Nepotism and sexism in peer-review

(Crossposted from WIPSB)

Nepotism and sexism in peer-review
Christine Wennerås & Agnes Wold
Nature 387, 341 - 343 (22 May 1997); doi:10.1038/387341a0

This is a seminal paper - widely-cited and definitely worth reading. It touches on several issues that we brought up at the LPSC breakfast, including whether women are “naturally” less competitive in science than men and the gender balance of review panels for proposals and prizes.

The study used data from applicants to the Swedish Medical Research Council fellowships. Before the study, the United Nations names Sweden as the leading country in the world with respect to equal opportunities for men and women. Also, biology and medicine are fields where gender balance has achieved more parity than other fields of science, and it might be thought that this would be reflected in the award pool.

In the study, applicants were approximately half male and half female. However, awardees were about 75% male and 25% female. The evaluations were based on three categories: scientific competence, quality of the proposed methodology, and relevance of the research proposal. While women did about as well as men in the second two categories, they were judged systematically deficient in the first: basic competence.

The study attempts to break down “scientific competence” from one subjective category into six objective variables based on papers published and citations. The finding that hit me in the gut: to receive the same competence score as a male colleague, a female needed to exceed his scientific productivity by three extra Science or Nature papers, or 20 extra papers in a lower-impact professional journal. Three extra Science or Nature papers?!?!?!?!?

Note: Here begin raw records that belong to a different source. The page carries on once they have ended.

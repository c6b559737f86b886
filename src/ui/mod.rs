//! Rendering for gitseek's single screen.
//!
//! Top to bottom: header, search box, summary line, body (one of idle, loading,
//! error, no results, or result cards), pagination bar, keybinding footer.
//! Rendering records the hit-test rectangles that the mouse handler reads back.

use ratatui::{
    Frame,
    layout::{Constraint, Direction, Layout},
    style::Style,
    widgets::Block,
};

use crate::logic::pagination_view;
use crate::state::{AppState, BodyView};
use crate::theme::theme;

mod body;
mod cards;
mod footer;
mod header;
mod pagination;
mod search_box;

pub use header::summary_text;

/// What: Render one frame.
///
/// Inputs:
/// - `f`: Frame to render into
/// - `app`: Mutable application state; hit-test rects are refreshed as a side effect
///
/// Details:
/// - The pagination row is only reserved when the card list is shown with more than one page.
/// - Rects for widgets that are not drawn this frame are cleared so stale clicks do nothing.
pub fn ui(f: &mut Frame, app: &mut AppState) {
    let th = theme();
    let area = f.area();
    f.render_widget(Block::default().style(Style::default().bg(th.base)), area);

    let view = app.body_view();
    let pager = if view == BodyView::Results {
        pagination_view(app.current_page, app.total_pages())
    } else {
        None
    };
    let pager_h = u16::from(pager.is_some());
    let footer_h: u16 = u16::from(app.show_keybinds_footer);

    let chunks = Layout::default()
        .direction(Direction::Vertical)
        .constraints([
            Constraint::Length(2),
            Constraint::Length(3),
            Constraint::Length(1),
            Constraint::Min(3),
            Constraint::Length(pager_h),
            Constraint::Length(footer_h),
        ])
        .split(area);

    header::render_header(f, chunks[0]);
    search_box::render_search_box(f, app, chunks[1]);
    header::render_summary(f, app, chunks[2]);

    app.results_rect = None;
    match view {
        BodyView::Results => cards::render_cards(f, app, chunks[3]),
        other => {
            app.card_heights.clear();
            body::render_status_body(f, app, other, chunks[3]);
        }
    }

    app.pagination_rects.clear();
    if let Some(pager) = pager {
        pagination::render_pagination(f, app, &pager, chunks[4]);
    }
    if app.show_keybinds_footer {
        footer::render_footer(f, app, chunks[5]);
    }
}
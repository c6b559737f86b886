use ratatui::{
    Frame,
    layout::Rect,
    style::{Modifier, Style},
    text::{Line, Span},
    widgets::Paragraph,
};
use unicode_width::UnicodeWidthStr;

use crate::logic::PaginationView;
use crate::state::{AppState, PageButton};
use crate::theme::theme;

/// Columns between adjacent buttons.
const GAP: u16 = 1;

/// Visible label for a pagination button.
fn label(button: PageButton) -> String {
    match button {
        PageButton::Previous => "‹ Previous".to_string(),
        PageButton::Next => "Next ›".to_string(),
        PageButton::Page(n) => format!(" {n} "),
    }
}

/// What: Render the pagination bar centered in `area` and record button rects.
///
/// Inputs:
/// - `f`: Frame to render into
/// - `app`: Mutable application state; `pagination_rects` is refilled
/// - `pager`: Buttons and enabled flags for the current position
/// - `area`: One-row target rectangle
///
/// Details:
/// - The current page is highlighted; disabled Previous/Next are dimmed and are
///   still recorded so the mouse handler can ignore them by consulting the view.
pub fn render_pagination(f: &mut Frame, app: &mut AppState, pager: &PaginationView, area: Rect) {
    let th = theme();
    let labels: Vec<(PageButton, String)> =
        pager.buttons.iter().map(|b| (*b, label(*b))).collect();
    let widths: Vec<u16> = labels
        .iter()
        .map(|(_, l)| u16::try_from(l.width()).unwrap_or(u16::MAX))
        .collect();
    let gaps = GAP.saturating_mul(u16::try_from(widths.len().saturating_sub(1)).unwrap_or(0));
    let total = widths.iter().fold(gaps, |acc, w| acc.saturating_add(*w));
    let start = area.x + area.width.saturating_sub(total) / 2;

    let mut spans = Vec::new();
    let mut x = start;
    for ((button, text), w) in labels.into_iter().zip(widths) {
        let style = match button {
            PageButton::Page(n) if n == pager.current => Style::default()
                .fg(th.crust)
                .bg(th.sapphire)
                .add_modifier(Modifier::BOLD),
            _ if pager.is_enabled(button) => Style::default().fg(th.text).bg(th.surface1),
            _ => Style::default().fg(th.surface2),
        };
        if !spans.is_empty() {
            spans.push(Span::raw(" ".repeat(usize::from(GAP))));
        }
        spans.push(Span::styled(text, style));
        app.pagination_rects.push((button, (x, area.y, w, 1)));
        x = x.saturating_add(w).saturating_add(GAP);
    }
    let bar = Rect {
        x: start,
        y: area.y,
        width: total.min(area.width),
        height: 1,
    };
    f.render_widget(Paragraph::new(Line::from(spans)), bar);
}
//! Query flow from commit to applied outcome, including overlapping requests.

use tokio::sync::mpsc;

use gitseek::app::handle_search_outcome;
use gitseek::logic::{change_page, commit_search};
use gitseek::sources::SearchClient;
use gitseek::state::{AppState, BodyView, SearchOutcome, SearchResponse};

use crate::stub::{envelope, serve_once};

#[tokio::test]
/// What: Commit, fetch and apply a page; then page forward.
///
/// Inputs:
/// - Stub serving 95 total results for "rust".
///
/// Output:
/// - Ten cards, ten pages, and a page-2 query dispatched with a fresh id.
async fn flow_commit_fetch_apply() {
    let stub = serve_once("200 OK", &envelope(95, 10)).await;
    let client = SearchClient::new(&stub.url, "gitseek-test").expect("client");
    let mut app = AppState::default();
    let (tx, mut rx) = mpsc::unbounded_channel();

    assert!(commit_search(&mut app, "rust", &tx));
    let query = rx.try_recv().expect("query");
    assert_eq!(app.body_view(), BodyView::Loading);

    let result = client.search(&query.term, query.page).await;
    assert!(handle_search_outcome(
        &mut app,
        SearchOutcome {
            id: query.id,
            result,
        }
    ));
    assert_eq!(app.body_view(), BodyView::Results);
    assert_eq!(app.repositories.len(), 10);
    assert_eq!(app.total_pages(), 10);

    assert!(change_page(&mut app, 2, &tx));
    let next = rx.try_recv().expect("page query");
    assert_eq!(next.page, 2);
    assert!(next.id > query.id);
    assert_eq!(app.repositories.len(), 10, "page change keeps current cards until resolved");
}

#[test]
/// What: When two searches overlap, only the newer one's outcome is shown.
///
/// Inputs:
/// - Commit "a", then commit "b"; outcome for "b" arrives before the outcome for "a".
///
/// Output:
/// - State reflects "b"; the late "a" outcome is discarded.
fn flow_overlapping_searches_latest_wins() {
    let mut app = AppState::default();
    let (tx, mut rx) = mpsc::unbounded_channel();
    commit_search(&mut app, "a", &tx);
    commit_search(&mut app, "b", &tx);
    let first = rx.try_recv().expect("first");
    let second = rx.try_recv().expect("second");

    let b_response = SearchResponse {
        total_count: 7,
        ..SearchResponse::default()
    };
    assert!(handle_search_outcome(
        &mut app,
        SearchOutcome {
            id: second.id,
            result: Ok(b_response),
        }
    ));
    let a_response = SearchResponse {
        total_count: 1234,
        ..SearchResponse::default()
    };
    assert!(!handle_search_outcome(
        &mut app,
        SearchOutcome {
            id: first.id,
            result: Ok(a_response),
        }
    ));
    assert_eq!(app.search_term, "b");
    assert_eq!(app.total_count, 7);
    assert!(!app.loading);
}

#[test]
/// What: A whitespace-only commit neither fetches nor disturbs shown results.
fn flow_blank_commit_is_noop() {
    let mut app = AppState {
        search_term: "rust".into(),
        total_count: 30,
        current_page: 2,
        ..AppState::default()
    };
    let (tx, mut rx) = mpsc::unbounded_channel();
    assert!(!commit_search(&mut app, " \t ", &tx));
    assert!(rx.try_recv().is_err());
    assert_eq!(app.search_term, "rust");
    assert_eq!(app.total_count, 30);
    assert_eq!(app.current_page, 2);
}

I doubt that any one of the reviewers consciously made a decision to bust the female applicants down a notch. But this is a well-researched, well-documented case of embedded bias. Plus, this serious leak in the pipeline comes at a critical point, when scientists need to transition from being supported graduate students to self-supporting scientists.

1 comment:

Paul Burghardt said...

Interesting. I am just browsing around to see if anyone is interested in sociology of science. There are but a few on blogger. I am just getting started in a totally different field - that of large goverment funded ICT programs in Europe.